■ DATASET EXCERPTS:

//! Post-processing: deterministic cleanup of model answers before drawing.
//!
//! Even with a "reply with the value only" prompt, models wrap answers in
//! code fences, echo an `Answer:` prefix, quote the value, or spread it over
//! several lines. A form field holds one line of plain text, so each of
//! those quirks is undone here by a small independent rule.
//!
//! ## Rule Order
//!
//! Fences are stripped before line endings are normalised, so the fence
//! regex sees the raw output; prefixes are stripped before quotes so
//! `Answer: "Ada"` loses both; whitespace is collapsed last.

use once_cell::sync::Lazy;
use regex::Regex;

/// Apply all cleanup rules to a raw model answer.
///
/// Rules (applied in order):
/// 1. Strip outer code fences
/// 2. Normalise line endings (CRLF → LF)
/// 3. Strip an echoed `Answer:` / `Value:` prefix
/// 4. Strip wrapping quotes or backticks
/// 5. Strip invisible Unicode (zero-width spaces, BOM, soft hyphens)
/// 6. Collapse all whitespace runs, including newlines, to one space
///
/// Returns the empty string when nothing drawable remains.
pub fn clean_answer(input: &str) -> String {
    let s = strip_fences(input);
    let s = normalise_line_endings(&s);
    let s = strip_answer_prefix(&s);
    let s = strip_wrapping_quotes(&s);
    let s = remove_invisible_chars(&s);
    collapse_whitespace(&s)
}

// ── Rule 1: Strip outer code fences ──────────────────────────────────────────

static RE_OUTER_FENCES: Lazy<Regex> =
    Lazy::new(|| Regex::new(r"(?s)^```[a-zA-Z]*\r?\n?(.*?)\r?\n?```\s*$").unwrap());

fn strip_fences(input: &str) -> String {
    if let Some(caps) = RE_OUTER_FENCES.captures(input.trim()) {
        caps[1].to_string()
    } else {
        input.to_string()
    }
}

// ── Rule 2: Normalise line endings ───────────────────────────────────────────

fn normalise_line_endings(input: &str) -> String {
    input.replace("\r\n", "\n").replace('\r', "\n")
}

// ── Rule 3: Strip echoed prefix ──────────────────────────────────────────────

static RE_ANSWER_PREFIX: Lazy<Regex> =
    Lazy::new(|| Regex::new(r"(?i)^\s*(?:answer|value|field value)\s*:\s*").unwrap());

fn strip_answer_prefix(input: &str) -> String {
    RE_ANSWER_PREFIX.replace(input, "").to_string()
}

// ── Rule 4: Strip wrapping quotes ────────────────────────────────────────────

fn strip_wrapping_quotes(input: &str) -> String {
    let trimmed = input.trim();
    const PAIRS: [(char, char); 5] = [
        ('"', '"'),
        ('\'', '\''),
        ('`', '`'),
        ('\u{201C}', '\u{201D}'),
        ('\u{2018}', '\u{2019}'),
    ];
    for (open, close) in PAIRS {
        if trimmed.chars().count() >= 2 && trimmed.starts_with(open) && trimmed.ends_with(close) {
            let inner = &trimmed[open.len_utf8()..trimmed.len() - close.len_utf8()];
            return inner.to_string();
        }
    }
    trimmed.to_string()
}

// ── Rule 5: Remove invisible Unicode characters ─────────────────────────────

fn remove_invisible_chars(input: &str) -> String {
    input.replace(
        [
            '\u{200B}', '\u{FEFF}', '\u{00AD}', '\u{200C}', '\u{200D}', '\u{2060}',
        ],
        "",
    )
}

// ── Rule 6: Collapse whitespace ──────────────────────────────────────────────

fn collapse_whitespace(input: &str) -> String {
    input.split_whitespace().collect::<Vec<_>>().join(" ")
}

#[cfg(test)]
mod tests {
    use super::*;

    #[test]
    fn plain_answer_untouched() {
        assert_eq!(clean_answer("Mocked Answer"), "Mocked Answer");
    }

    #[test]
    fn strips_fences() {
        assert_eq!(clean_answer("```\nAda Lovelace\n```"), "Ada Lovelace");
        assert_eq!(clean_answer("```text\n42\n```\n"), "42");
    }

    #[test]
    fn strips_prefix_then_quotes() {
        assert_eq!(clean_answer("Answer: \"Ada Lovelace\""), "Ada Lovelace");
        assert_eq!(clean_answer("value:  1815-12-10"), "1815-12-10");
    }

    #[test]
    fn curly_quotes() {
        assert_eq!(clean_answer("\u{201C}London\u{201D}"), "London");
    }

    #[test]
    fn single_quote_char_is_kept() {
        assert_eq!(clean_answer("\""), "\"");
    }

    #[test]
    fn multi_line_becomes_one_line() {
        assert_eq!(
            clean_answer("12 Baker Street\r\nLondon\n\n NW1"),
            "12 Baker Street London NW1"
        );
    }

    #[test]
    fn invisible_only_is_empty() {
        assert_eq!(clean_answer("\u{200B}\u{FEFF}  \n"), "");
    }

    #[test]
    fn prefix_inside_text_is_kept() {
        assert_eq!(clean_answer("See answer: below"), "See answer: below");
    }
}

■ TASK DESCRIPTION: Retype, exactly and in full, the listing from its first line to the one holding "let s = normalise_line_endings(&s);", both included.

■ RESULT OF THE EXERCISE:
//! Post-processing: deterministic cleanup of model answers before drawing.
//!
//! Even with a "reply with the value only" prompt, models wrap answers in
//! code fences, echo an `Answer:` prefix, quote the value, or spread it over
//! several lines. A form field holds one line of plain text, so each of
//! those quirks is undone here by a small independent rule.
//!
//! ## Rule Order
//!
//! Fences are stripped before line endings are normalised, so the fence
//! regex sees the raw output; prefixes are stripped before quotes so
//! `Answer: "Ada"` loses both; whitespace is collapsed last.

use once_cell::sync::Lazy;
use regex::Regex;

/// Apply all cleanup rules to a raw model answer.
///
/// Rules (applied in order):
/// 1. Strip outer code fences
/// 2. Normalise line endings (CRLF → LF)
/// 3. Strip an echoed `Answer:` / `Value:` prefix
/// 4. Strip wrapping quotes or backticks
/// 5. Strip invisible Unicode (zero-width spaces, BOM, soft hyphens)
/// 6. Collapse all whitespace runs, including newlines, to one space
///
/// Returns the empty string when nothing drawable remains.
pub fn clean_answer(input: &str) -> String {
    let s = strip_fences(input);
    let s = normalise_line_endings(&s);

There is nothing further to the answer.